Another factor for India is regional disparities and also community-based disparities. For instance, remote regions, especially in rain-fed areas, will have people with much higher level of undernourishment compared with those with more production, better irrigation, better access.  People in Punjab and Haryana get more food than, say, those living in the interiors of Jharkhand or Odisha.

There are whole sections of people suffering from undernourishment because of their lowly economic status (e.g. agricultural labourers) and their social status (Dalits and adivasis). Even gender-based disparities exist with girls and women suffering from more hunger than their counterparts. These features of India’s deadly hunger crisis have been well recorded in the past in National Sample Survey Organisation surveys and the National Family Health Survey reports.

Modi Govt.’s Blasé Response

Speaking at a function to mark the World Food Day on October 16, Agriculture Minister Radha Mohan Singh brazened it out by assuring a gathering of entrepreneurs and agricultural scientists that "Achieving zero hunger level by 2030 is a big goal. Our government is working continuously in a phased manner towards that direction."  As an example of this work, he said that the government had decided to support “150 start-ups out of 200 and supporting entrepreneurs to establish processing units.”

Is this all that the Agriculture Minister has to offer?
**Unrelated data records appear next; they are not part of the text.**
use std::time::Duration;

use bullion_model::{enums::Metal, tables::MarketTables};
use serde::{Deserialize, Serialize};

use super::{engine_error::EngineError, generator_error::GeneratorError};

pub const DEFAULT_GOLD_BASE_PRICE: f64 = 2650.0;
pub const DEFAULT_SILVER_BASE_PRICE: f64 = 31.50;

/// Parameters of the synthetic quote and series generator. Prices are USD per troy ounce.
#[derive(Copy, Clone, PartialEq, Debug, Deserialize, Serialize)]
#[serde(default)]
pub struct GeneratorConfig {
    pub gold_base_price: f64,
    pub silver_base_price: f64,
    /// Max relative deviation of a spot quote from its base price (eg/ 0.02 for 2%).
    pub volatility: f64,
    /// Per-day drift used to back-date the seed price of a series.
    pub trend: f64,
    /// A series never walks below `floor_ratio * base_price`.
    pub floor_ratio: f64,
}

impl Default for GeneratorConfig {
    fn default() -> Self {
        Self {
            gold_base_price: DEFAULT_GOLD_BASE_PRICE,
            silver_base_price: DEFAULT_SILVER_BASE_PRICE,
            volatility: 0.02,
            trend: 0.0001,
            floor_ratio: 0.7,
        }
    }
}

impl GeneratorConfig {
    pub fn base_price(&self, metal: Metal) -> f64 {
        match metal {
            Metal::Gold => self.gold_base_price,
            Metal::Silver => self.silver_base_price,
        }
    }

    pub fn validate(&self) -> Result<(), GeneratorError> {
        for (name, value) in [
            ("gold_base_price", self.gold_base_price),
            ("silver_base_price", self.silver_base_price),
        ] {
            if !(value.is_finite() && value > 0.0) {
                return Err(GeneratorError::InvalidArgument(format!(
                    "{name} must be finite and positive, got {value}"
                )));
            }
        }

        if !(self.volatility.is_finite() && (0.0..1.0).contains(&self.volatility)) {
            return Err(GeneratorError::InvalidArgument(format!(
                "volatility must be within [0, 1), got {}",
                self.volatility
            )));
        }

        if !self.trend.is_finite() {
            return Err(GeneratorError::InvalidArgument(format!(
                "trend must be finite, got {}",
                self.trend
            )));
        }

        if !(0.0..=1.0).contains(&self.floor_ratio) {
            return Err(GeneratorError::InvalidArgument(format!(
                "floor_ratio must be within [0, 1], got {}",
                self.floor_ratio
            )));
        }

        Ok(())
    }
}

#[derive(Copy, Clone, PartialEq, Eq, Debug, Deserialize, Serialize)]
#[serde(default)]
pub struct FeedConfig {
    pub refresh_interval_ms: u64,
    /// Artificial delay before historical data is returned.
    pub simulated_latency_ms: u64,
}

impl Default for FeedConfig {
    fn default() -> Self {
        Self {
            refresh_interval_ms: 30_000,
            simulated_latency_ms: 300,
        }
    }
}

impl FeedConfig {
    pub fn refresh_interval(&self) -> Duration {
        Duration::from_millis(self.refresh_interval_ms)
    }

    pub fn simulated_latency(&self) -> Duration {
        Duration::from_millis(self.simulated_latency_ms)
    }

    pub fn validate(&self) -> Result<(), EngineError> {
        if self.refresh_interval_ms == 0 {
            return Err(EngineError::InvalidConfig(
                "refresh_interval_ms must be non-zero".to_string(),
            ));
        }
        Ok(())
    }
}

/// Everything needed to assemble a [`MarketDataService`](crate::service::MarketDataService).
#[derive(Clone, PartialEq, Debug, Default, Deserialize, Serialize)]
#[serde(default)]
pub struct ServiceConfig {
    pub tables: MarketTables,
    pub generator: GeneratorConfig,
    pub feed: FeedConfig,
}

impl ServiceConfig {
    pub fn from_json(input: &str) -> Result<Self, EngineError> {
        let config = serde_json::from_str::<ServiceConfig>(input)?;
        config.generator.validate()?;
        config.feed.validate()?;
        Ok(config)
    }
}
Another 12 years of hunger in which millions of children will be born and brought up with their physical and mental development constrained by lack of food? Another 12 years of children dying before they reach their fifth birthdays?
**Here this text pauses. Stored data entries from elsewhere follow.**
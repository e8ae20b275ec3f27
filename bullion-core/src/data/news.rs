use bullion_model::news::NewsArticle;
use chrono::{DateTime, Duration, Utc};

/// (id, title, summary, source, hours before now)
const DEMO_ARTICLES: [(&str, &str, &str, &str, i64); 3] = [
    (
        "1",
        "Gold Prices Surge Amid Global Economic Uncertainty",
        "Investors flock to safe-haven assets as market volatility increases.",
        "Market Watch",
        0,
    ),
    (
        "2",
        "Silver Demand Rises with Green Energy Transition",
        "Industrial demand for silver increases due to solar panel production.",
        "Bloomberg",
        1,
    ),
    (
        "3",
        "Central Banks Continue Gold Buying Spree",
        "Global central banks add to gold reserves for the third consecutive quarter.",
        "Reuters",
        2,
    ),
];

/// Canned headlines, newest first, published relative to `now`.
pub fn demo_market_news(now: DateTime<Utc>) -> Vec<NewsArticle> {
    DEMO_ARTICLES
        .iter()
        .map(|&(id, title, summary, source, hours_ago)| NewsArticle {
            id: id.to_string(),
            title: title.to_string(),
            summary: summary.to_string(),
            url: "#".to_string(),
            source: source.to_string(),
            published_at: now - Duration::hours(hours_ago),
            image_url: None,
        })
        .collect()
}
use bullion_model::error::TableError;
use thiserror::Error;

use super::{conversion_error::ConversionError, generator_error::GeneratorError};

#[derive(Error, Debug)]
pub enum EngineError {
    #[error("Failed to build struct due to missing attributes: {0}")]
    BuilderIncomplete(&'static str),

    #[error("invalid configuration: {0}")]
    InvalidConfig(String),

    #[error("failed to parse configuration: {0}")]
    ConfigParse(#[from] serde_json::Error),

    #[error("lookup table error: {0}")]
    Table(#[from] TableError),

    #[error("conversion error: {0}")]
    Conversion(#[from] ConversionError),

    #[error("generator error: {0}")]
    Generator(#[from] GeneratorError),
}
Some may wonder what exactly the government of the day can do to change this situation. Some of the answers are crystal clear and must be known to the ministers and the Prime Minister.

For starters, the public distribution scheme (PDS) should be universalised, that is, it should be expanded to include all the people not just two-thirds of the population, as prescribed in the National Food Security Act of 2013. The whole logic of ‘targeting’ the ‘benefits’ of schemes – a product of perverted neo-liberal dogma – needs to be abandoned. If the people of the country are hungry, and remain hungry, then the principle of maintaining this status quo is flawed.

The linking of food programmes to ‘technology’, that is, electronic cash transfers, Aadhaar authentication, digital management etc. needs to be abandoned because several years’ experience has shown that it has become a tool of exclusion. So much so that dozens have died of starvation because of such barriers.

But, most importantly, the whole package of policies that have created the present state of high unemployment, growing inequality, agrarian distress, wage stagnation, industrial slowdown etc. needs to be overhauled. Only then can a sustainable improvement in nutritional status be brought about for the people.

Is the Modi government thinking about this? Or does it believe that patriotism and nationalism doesn’t include concern for hungry and starving compatriots?